With new FDA approval, Merck's Welireg takes another step toward blockbuster goal

Since Merck secured approval for kidney cancer pill and blockbuster hopeful Welireg (belzutifan) in August of 2021, sales have grown slowly but surely.

With a second FDA nod on Thursday for a much larger patient population, the company can anticipate a more pronounced upswing in revenue from the hypoxia-inducible factor-2 alpha (HIF-2a) inhibitor.

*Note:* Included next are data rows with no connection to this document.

use schemars::JsonSchema;
use serde::{Deserialize, Serialize};

/// A vehicle's or booking's mobility-assistance capability/need.
///
/// Ordering by `priority()` drives the greedy scheduler's allocation order:
/// `STRETCHER` (0) first, then `WHEELCHAIR` (1), then `AMBULATORY` (2) last.
#[derive(Debug, Clone, Copy, PartialEq, Eq, Hash, Serialize, Deserialize, JsonSchema)]
#[serde(rename_all = "SCREAMING_SNAKE_CASE")]
pub enum MobilityAssistance {
    Ambulatory,
    Wheelchair,
    Stretcher,
}

impl MobilityAssistance {
    pub fn priority(&self) -> u8 {
        match self {
            MobilityAssistance::Stretcher => 0,
            MobilityAssistance::Wheelchair => 1,
            MobilityAssistance::Ambulatory => 2,
        }
    }

    /// The short code used in shuttle names and `Shuttle.shuttle_wheelchair`.
    pub fn code(&self) -> &'static str {
        match self {
            MobilityAssistance::Stretcher => "GUR",
            MobilityAssistance::Wheelchair => "WC",
            MobilityAssistance::Ambulatory => "AMBI",
        }
    }

    /// A vehicle of assistance `self` may serve a booking of assistance
    /// `booking` iff they match, or the booking only needs `AMBULATORY`.
    pub fn compatible(&self, booking: MobilityAssistance) -> bool {
        *self == booking || booking == MobilityAssistance::Ambulatory
    }

    /// `STRETCHER`/`GUR` -> Stretcher, `WHEELCHAIR`/`WC` -> Wheelchair,
    /// anything else (including empty) -> Ambulatory.
    pub fn parse_one(raw: &str) -> Self {
        match raw.trim().to_ascii_uppercase().as_str() {
            "STRETCHER" | "GUR" => MobilityAssistance::Stretcher,
            "WHEELCHAIR" | "WC" => MobilityAssistance::Wheelchair,
            _ => MobilityAssistance::Ambulatory,
        }
    }

    /// Parses a list of raw tags: the first non-`AMBULATORY` value wins; if
    /// none qualify (or the list is empty), `AMBULATORY`.
    pub fn parse_list<S: AsRef<str>>(raw: &[S]) -> Self {
        raw.iter()
            .map(|s| Self::parse_one(s.as_ref()))
            .find(|a| *a != MobilityAssistance::Ambulatory)
            .unwrap_or(MobilityAssistance::Ambulatory)
    }
}

#[cfg(test)]
mod tests {
    use super::*;

    #[test]
    fn parse_is_idempotent() {
        for raw in ["STRETCHER", "GUR", "WHEELCHAIR", "WC", "", "whatever"] {
            let once = MobilityAssistance::parse_one(raw);
            let twice = MobilityAssistance::parse_one(once.code());
            // code() round-trips to an equivalent class, parsing it again
            // must reach a fixed point.
            assert_eq!(MobilityAssistance::parse_one(twice.code()), twice);
            let _ = once;
        }
    }

    #[test]
    fn first_non_ambulatory_wins() {
        let tags = vec!["AMBULATORY".to_string(), "WHEELCHAIR".to_string()];
        assert_eq!(
            MobilityAssistance::parse_list(&tags),
            MobilityAssistance::Wheelchair
        );
    }

    #[test]
    fn empty_list_is_ambulatory() {
        let tags: Vec<String> = vec![];
        assert_eq!(
            MobilityAssistance::parse_list(&tags),
            MobilityAssistance::Ambulatory
        );
    }

    #[test]
    fn compatibility_rule() {
        assert!(MobilityAssistance::Wheelchair.compatible(MobilityAssistance::Ambulatory));
        assert!(MobilityAssistance::Wheelchair.compatible(MobilityAssistance::Wheelchair));
        assert!(!MobilityAssistance::Wheelchair.compatible(MobilityAssistance::Stretcher));
    }
}
//! Shared response plumbing: `RouteResult`/`RouteErrorResponse`, the
//! `SchedulerError` -> HTTP conversion. Mirrors `web::common::RouteErrorResponse`
//! and its `From<RequestError> for RouteErrorResponse` impl, kept in the same shape.

use axum::http::{Method, StatusCode};
use axum::response::IntoResponse;
use axum::Json;
use model::SchedulerError;
use serde::{Deserialize, Serialize};

pub type RouteResult<O> = Result<O, RouteErrorResponse>;

#[derive(Debug, Clone, Serialize, Deserialize)]
#[serde(rename_all = "camelCase")]
pub struct RouteErrorResponse {
    #[serde(skip)]
    pub status_code: StatusCode,

    #[serde(skip_serializing_if = "Option::is_none")]
    pub http_method: Option<String>,

    #[serde(skip_serializing_if = "Option::is_none")]
    pub requested_uri: Option<String>,

    #[serde(skip_serializing_if = "Option::is_none")]
    pub message: Option<String>,
}

impl RouteErrorResponse {
    pub fn new(status_code: StatusCode) -> Self {
        Self {
            status_code,
            http_method: None,
            requested_uri: None,
            message: None,
        }
    }

    pub fn not_found(method: &Method, uri: impl Into<String>, message: impl Into<String>) -> Self {
        Self::new(StatusCode::NOT_FOUND)
            .with_method(method)
            .with_uri(uri)
            .with_message(message)
    }

    pub fn with_method(mut self, method: &Method) -> Self {
        self.http_method = Some(method.to_string());
        self
    }

    pub fn with_uri(mut self, uri: impl Into<String>) -> Self {
        self.requested_uri = Some(uri.into());
        self
    }

    pub fn with_message(mut self, message: impl Into<String>) -> Self {
        self.message = Some(message.into());
        self
    }
}

/// Every variant but `NoSchedule` maps to a fixed HTTP status. `NoSchedule`
/// is handled separately by the `/schedule`
/// and `/task` handlers (it is a 200 with an error-shaped body, not an HTTP
/// error), so it is not expected to reach this conversion in practice; it
/// still needs a defined mapping for any call site that does route it here.
impl From<SchedulerError> for RouteErrorResponse {
    fn from(error: SchedulerError) -> Self {
        let status = match &error {
            SchedulerError::BadInput(_) => StatusCode::BAD_REQUEST,
            SchedulerError::NotFound(_) => StatusCode::NOT_FOUND,
            SchedulerError::NoRoute { .. } => StatusCode::BAD_REQUEST,
            SchedulerError::ProviderError(_) => StatusCode::BAD_REQUEST,
            SchedulerError::NoSchedule(_) => StatusCode::OK,
            SchedulerError::Conflict(_) => StatusCode::BAD_REQUEST,
            SchedulerError::Internal(_) => StatusCode::INTERNAL_SERVER_ERROR,
        };
        Self::new(status).with_message(error.to_string())
    }
}

impl IntoResponse for RouteErrorResponse {
    fn into_response(self) -> axum::response::Response {
        (self.status_code, Json(self)).into_response()
    }
}
use schemars::JsonSchema;
use serde::{Deserialize, Serialize};

use crate::trip::Trip;

/// A vehicle identity plus its ordered trip list. Shuttle ordering within a
/// plan is stable and reflects the order of first assignment; `shuttle_name`
/// is derived (`"{index}{assistance_code}"`), never stored independently.
#[serde_with::skip_serializing_none]
#[derive(Debug, Clone, Serialize, Deserialize, JsonSchema)]
#[serde(rename_all = "camelCase")]
pub struct Shuttle {
    pub shuttle_name: String,
    pub shuttle_id: String,
    pub shuttle_wheelchair: Option<String>,
    pub shuttle_license_plate: Option<String>,
    pub trips: Vec<Trip>,
}

impl Shuttle {
    pub fn short(&self) -> String {
        let mut lines = vec![format!(
            "Shuttle {} ({} trips)",
            self.shuttle_name,
            self.trips.len()
        )];
        for trip in &self.trips {
            lines.push(format!("  {}", trip.short()));
        }
        lines.join("\n")
    }
}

The U.S. regulator has given a thumbs up for Welireg to treat relapsed or refractory renal cell carcinoma (RCC) for adult patients who have not responded to a PD-1 or PD-L1 inhibitor and who have also been treated with a vascular endothelial growth factor tyrosine kinase inhibitor (VEGF-TK1).

Welireg becomes the first drug in its class for patients with advanced RCC and the first novel-class treatment in the indication since 2015, Merck noted.

The nod comes on top of its original approval to treat the rare von Hippel-Lindau disease, a hereditary condition that causes tumor growth in various organs of the body, most often in the kidney.

Merck hopes Thursday’s label expansion is the first of a few for Welireg in RCC, as the company is investigating the treatment in earlier lines of use. RCC is the most common form of kidney cancer, accounting for roughly 9 of every 10 cases.

In the phase 3 LITESPARK-005 study, Welireg outperformed Novartis’ chemotherapy Afinitor (everolimus), paving the way for the most recent green light. From a pool of 746 patients, after 12 months, 34% of those who received a daily, 120 mg dose of Welireg achieved progression-free survival. That compared with 18% for those on Afinitor.

After 18 months, those figures dropped to 22% and 9%, respectively. Welireg also produced a 22% objective response rate, compared with 4% for Afinitor.

“Despite recent progress in the treatment of advanced RCC, there is yet to be an option specifically approved for patients whose disease progresses following a PD-1 or PD-L1 inhibitor and a TKI therapy,” Toni Choueiri, the LITESPARK-005 study chair and the director of the Lank Center for Genitourinary Oncology at the Dana-Farber Cancer Institute, said in a release.

Merck gained Welireg when it purchased Peloton Therapeutics for $1.05 billion up front in 2019.

In the last three quarters, Welireg sales have climbed from $42 million to $50 million to $54 million. When it was approved in 2021, Bernstein analysts pegged Welireg’s peak sales potential between $1 billion and $1.5 billion if it gains approval to treat earlier-stage RCC patients.